(PROVIDED ENTRIES Opens)
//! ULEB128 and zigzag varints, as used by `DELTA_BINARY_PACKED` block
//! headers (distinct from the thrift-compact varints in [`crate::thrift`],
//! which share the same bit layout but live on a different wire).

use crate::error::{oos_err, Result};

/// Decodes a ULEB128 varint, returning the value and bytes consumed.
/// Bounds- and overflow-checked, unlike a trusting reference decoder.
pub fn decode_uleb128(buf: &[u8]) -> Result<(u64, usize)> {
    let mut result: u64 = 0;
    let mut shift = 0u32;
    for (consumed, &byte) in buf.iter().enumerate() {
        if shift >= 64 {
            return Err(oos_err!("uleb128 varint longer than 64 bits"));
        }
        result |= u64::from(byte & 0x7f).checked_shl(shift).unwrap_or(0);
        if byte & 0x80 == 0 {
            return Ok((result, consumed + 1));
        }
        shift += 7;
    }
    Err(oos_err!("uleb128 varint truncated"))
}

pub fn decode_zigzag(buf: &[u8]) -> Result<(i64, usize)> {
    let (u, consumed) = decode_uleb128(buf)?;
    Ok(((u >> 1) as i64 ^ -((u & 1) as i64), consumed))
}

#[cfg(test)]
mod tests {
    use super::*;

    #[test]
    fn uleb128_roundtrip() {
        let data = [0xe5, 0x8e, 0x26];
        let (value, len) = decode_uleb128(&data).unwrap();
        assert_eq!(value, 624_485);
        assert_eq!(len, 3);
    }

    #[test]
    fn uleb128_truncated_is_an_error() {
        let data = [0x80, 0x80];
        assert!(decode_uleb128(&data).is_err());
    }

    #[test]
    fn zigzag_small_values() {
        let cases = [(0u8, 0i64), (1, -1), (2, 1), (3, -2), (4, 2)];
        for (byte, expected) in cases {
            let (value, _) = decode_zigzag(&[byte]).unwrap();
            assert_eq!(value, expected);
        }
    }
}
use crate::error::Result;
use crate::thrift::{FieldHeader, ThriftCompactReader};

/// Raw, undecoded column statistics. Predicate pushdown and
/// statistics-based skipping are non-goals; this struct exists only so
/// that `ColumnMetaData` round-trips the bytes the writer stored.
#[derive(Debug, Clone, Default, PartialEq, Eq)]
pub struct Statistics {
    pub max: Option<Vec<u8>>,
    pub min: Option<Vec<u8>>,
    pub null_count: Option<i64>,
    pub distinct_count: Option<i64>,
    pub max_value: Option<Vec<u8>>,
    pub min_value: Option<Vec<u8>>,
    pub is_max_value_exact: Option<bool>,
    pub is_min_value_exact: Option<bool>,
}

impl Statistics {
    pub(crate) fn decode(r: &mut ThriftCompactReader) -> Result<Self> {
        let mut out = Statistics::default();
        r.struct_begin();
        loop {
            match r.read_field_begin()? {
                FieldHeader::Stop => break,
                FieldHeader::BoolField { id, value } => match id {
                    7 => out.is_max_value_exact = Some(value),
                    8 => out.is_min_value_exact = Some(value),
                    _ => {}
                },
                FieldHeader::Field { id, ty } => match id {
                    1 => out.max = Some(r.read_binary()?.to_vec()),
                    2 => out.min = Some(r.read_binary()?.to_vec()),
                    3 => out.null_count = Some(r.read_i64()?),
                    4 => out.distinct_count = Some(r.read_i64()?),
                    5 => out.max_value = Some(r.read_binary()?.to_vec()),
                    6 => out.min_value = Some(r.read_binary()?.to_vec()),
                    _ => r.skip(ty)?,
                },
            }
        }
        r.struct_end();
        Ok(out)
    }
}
(PROVIDED ENTRIES Closes)
(PROVIDED ENTRIES Opens)
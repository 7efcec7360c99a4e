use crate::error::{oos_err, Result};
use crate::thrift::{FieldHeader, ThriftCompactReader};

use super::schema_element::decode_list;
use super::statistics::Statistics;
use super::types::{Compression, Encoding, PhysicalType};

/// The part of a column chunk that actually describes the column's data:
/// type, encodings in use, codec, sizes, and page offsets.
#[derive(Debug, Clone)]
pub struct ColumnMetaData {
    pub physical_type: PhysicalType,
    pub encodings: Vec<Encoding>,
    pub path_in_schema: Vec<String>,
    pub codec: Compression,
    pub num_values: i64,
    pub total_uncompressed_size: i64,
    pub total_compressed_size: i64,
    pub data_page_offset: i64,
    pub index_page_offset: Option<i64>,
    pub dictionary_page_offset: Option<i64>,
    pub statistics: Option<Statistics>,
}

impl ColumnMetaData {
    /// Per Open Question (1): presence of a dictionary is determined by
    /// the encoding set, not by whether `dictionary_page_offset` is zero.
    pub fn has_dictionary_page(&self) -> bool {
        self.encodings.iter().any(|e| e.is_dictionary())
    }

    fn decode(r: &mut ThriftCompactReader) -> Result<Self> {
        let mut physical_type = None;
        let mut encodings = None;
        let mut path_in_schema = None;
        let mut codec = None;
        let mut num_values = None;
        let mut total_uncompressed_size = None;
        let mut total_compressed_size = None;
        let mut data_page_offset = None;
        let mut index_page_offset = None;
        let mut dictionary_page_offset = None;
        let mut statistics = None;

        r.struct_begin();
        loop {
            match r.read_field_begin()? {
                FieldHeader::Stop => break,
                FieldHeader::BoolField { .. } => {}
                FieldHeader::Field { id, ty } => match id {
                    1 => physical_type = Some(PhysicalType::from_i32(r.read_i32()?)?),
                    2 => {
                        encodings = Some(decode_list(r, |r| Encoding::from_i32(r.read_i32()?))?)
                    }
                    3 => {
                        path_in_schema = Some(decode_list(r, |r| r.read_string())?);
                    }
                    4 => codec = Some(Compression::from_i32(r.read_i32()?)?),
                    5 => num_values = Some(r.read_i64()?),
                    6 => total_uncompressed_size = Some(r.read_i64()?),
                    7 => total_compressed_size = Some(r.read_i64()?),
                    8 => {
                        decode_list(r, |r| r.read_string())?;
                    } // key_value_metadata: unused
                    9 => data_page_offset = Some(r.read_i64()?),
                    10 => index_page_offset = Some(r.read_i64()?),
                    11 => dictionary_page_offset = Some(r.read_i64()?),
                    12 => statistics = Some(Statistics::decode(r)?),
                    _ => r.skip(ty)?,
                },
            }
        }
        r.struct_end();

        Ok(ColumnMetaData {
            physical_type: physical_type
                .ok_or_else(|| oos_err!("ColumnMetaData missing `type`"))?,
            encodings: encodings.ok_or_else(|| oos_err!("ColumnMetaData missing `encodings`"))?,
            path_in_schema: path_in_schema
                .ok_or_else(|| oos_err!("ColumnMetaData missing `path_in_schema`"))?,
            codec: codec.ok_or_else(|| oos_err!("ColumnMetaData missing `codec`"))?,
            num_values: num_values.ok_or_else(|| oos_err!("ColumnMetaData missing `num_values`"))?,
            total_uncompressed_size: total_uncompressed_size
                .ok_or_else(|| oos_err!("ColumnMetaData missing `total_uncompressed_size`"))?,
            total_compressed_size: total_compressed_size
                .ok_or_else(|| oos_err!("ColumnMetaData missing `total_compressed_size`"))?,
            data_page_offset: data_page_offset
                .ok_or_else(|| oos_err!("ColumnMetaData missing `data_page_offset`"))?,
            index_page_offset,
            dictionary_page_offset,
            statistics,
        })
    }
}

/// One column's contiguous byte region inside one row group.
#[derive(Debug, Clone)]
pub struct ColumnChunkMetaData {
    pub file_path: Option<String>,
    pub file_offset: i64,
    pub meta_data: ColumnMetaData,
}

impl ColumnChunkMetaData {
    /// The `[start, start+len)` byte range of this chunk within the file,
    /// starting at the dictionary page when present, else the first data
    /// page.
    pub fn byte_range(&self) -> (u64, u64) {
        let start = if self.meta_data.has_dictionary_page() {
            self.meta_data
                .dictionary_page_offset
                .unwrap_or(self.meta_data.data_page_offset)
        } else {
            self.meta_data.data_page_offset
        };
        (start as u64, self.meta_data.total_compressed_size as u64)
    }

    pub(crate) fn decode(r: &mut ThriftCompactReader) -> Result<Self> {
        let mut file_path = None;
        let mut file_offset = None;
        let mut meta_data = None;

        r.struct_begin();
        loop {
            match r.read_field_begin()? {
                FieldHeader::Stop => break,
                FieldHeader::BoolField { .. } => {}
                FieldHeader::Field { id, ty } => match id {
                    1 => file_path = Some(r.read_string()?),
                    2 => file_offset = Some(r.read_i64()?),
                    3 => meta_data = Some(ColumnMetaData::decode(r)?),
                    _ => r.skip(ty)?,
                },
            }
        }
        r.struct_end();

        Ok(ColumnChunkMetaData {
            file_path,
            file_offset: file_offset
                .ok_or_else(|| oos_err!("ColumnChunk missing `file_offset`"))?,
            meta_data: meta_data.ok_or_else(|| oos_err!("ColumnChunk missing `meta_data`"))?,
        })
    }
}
(PROVIDED ENTRIES Closes)
(PROVIDED ENTRIES Opens)
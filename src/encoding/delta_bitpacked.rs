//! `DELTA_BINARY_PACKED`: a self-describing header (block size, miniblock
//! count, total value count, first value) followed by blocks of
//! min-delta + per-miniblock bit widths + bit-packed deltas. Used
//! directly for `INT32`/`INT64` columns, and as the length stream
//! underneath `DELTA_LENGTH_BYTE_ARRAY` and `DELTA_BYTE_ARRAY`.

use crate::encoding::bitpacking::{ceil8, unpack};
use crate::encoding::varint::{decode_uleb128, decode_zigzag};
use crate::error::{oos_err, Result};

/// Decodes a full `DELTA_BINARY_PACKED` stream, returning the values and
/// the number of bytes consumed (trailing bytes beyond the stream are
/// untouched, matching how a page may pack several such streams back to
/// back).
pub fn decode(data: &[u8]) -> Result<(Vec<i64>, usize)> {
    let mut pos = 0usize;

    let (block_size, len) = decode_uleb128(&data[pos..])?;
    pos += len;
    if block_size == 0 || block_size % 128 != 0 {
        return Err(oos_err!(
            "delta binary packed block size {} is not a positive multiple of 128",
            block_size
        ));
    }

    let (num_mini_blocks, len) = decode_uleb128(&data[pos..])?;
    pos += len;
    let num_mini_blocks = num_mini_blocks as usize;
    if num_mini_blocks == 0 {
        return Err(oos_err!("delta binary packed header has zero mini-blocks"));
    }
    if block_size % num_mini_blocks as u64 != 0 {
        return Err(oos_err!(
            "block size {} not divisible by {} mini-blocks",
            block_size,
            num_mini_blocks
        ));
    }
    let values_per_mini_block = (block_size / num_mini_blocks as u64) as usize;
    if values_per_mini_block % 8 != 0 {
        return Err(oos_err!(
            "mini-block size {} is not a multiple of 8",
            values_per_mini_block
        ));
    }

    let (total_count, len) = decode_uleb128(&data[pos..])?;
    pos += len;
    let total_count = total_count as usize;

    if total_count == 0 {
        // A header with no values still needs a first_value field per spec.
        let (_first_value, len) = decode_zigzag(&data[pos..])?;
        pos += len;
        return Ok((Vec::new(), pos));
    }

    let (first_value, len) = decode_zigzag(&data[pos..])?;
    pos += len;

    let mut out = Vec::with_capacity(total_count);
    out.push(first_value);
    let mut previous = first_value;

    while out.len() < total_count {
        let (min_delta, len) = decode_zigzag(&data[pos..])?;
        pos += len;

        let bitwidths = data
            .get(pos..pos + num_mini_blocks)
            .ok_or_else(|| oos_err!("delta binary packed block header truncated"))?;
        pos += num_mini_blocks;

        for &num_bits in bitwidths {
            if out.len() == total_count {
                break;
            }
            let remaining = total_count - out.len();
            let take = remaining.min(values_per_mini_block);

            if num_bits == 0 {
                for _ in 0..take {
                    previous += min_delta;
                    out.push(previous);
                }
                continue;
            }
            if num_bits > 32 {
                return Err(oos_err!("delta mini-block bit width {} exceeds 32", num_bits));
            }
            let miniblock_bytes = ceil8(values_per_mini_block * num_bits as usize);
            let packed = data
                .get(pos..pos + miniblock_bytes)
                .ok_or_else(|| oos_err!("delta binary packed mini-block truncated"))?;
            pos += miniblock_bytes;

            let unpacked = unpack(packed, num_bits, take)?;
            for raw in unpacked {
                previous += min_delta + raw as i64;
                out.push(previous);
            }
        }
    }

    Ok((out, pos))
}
(PROVIDED ENTRIES Closes)
WORK INSTRUCTIONS: In the records above, the line with "and page offsets." marks the start and the line with "let mut total_compressed_size = None;" marks the end; copy that stretch exactly, both lines included, and nothing else.

SOLUTION TO THE EXERCISE:
/// type, encodings in use, codec, sizes, and page offsets.
#[derive(Debug, Clone)]
pub struct ColumnMetaData {
    pub physical_type: PhysicalType,
    pub encodings: Vec<Encoding>,
    pub path_in_schema: Vec<String>,
    pub codec: Compression,
    pub num_values: i64,
    pub total_uncompressed_size: i64,
    pub total_compressed_size: i64,
    pub data_page_offset: i64,
    pub index_page_offset: Option<i64>,
    pub dictionary_page_offset: Option<i64>,
    pub statistics: Option<Statistics>,
}

impl ColumnMetaData {
    /// Per Open Question (1): presence of a dictionary is determined by
    /// the encoding set, not by whether `dictionary_page_offset` is zero.
    pub fn has_dictionary_page(&self) -> bool {
        self.encodings.iter().any(|e| e.is_dictionary())
    }

    fn decode(r: &mut ThriftCompactReader) -> Result<Self> {
        let mut physical_type = None;
        let mut encodings = None;
        let mut path_in_schema = None;
        let mut codec = None;
        let mut num_values = None;
        let mut total_uncompressed_size = None;
        let mut total_compressed_size = None;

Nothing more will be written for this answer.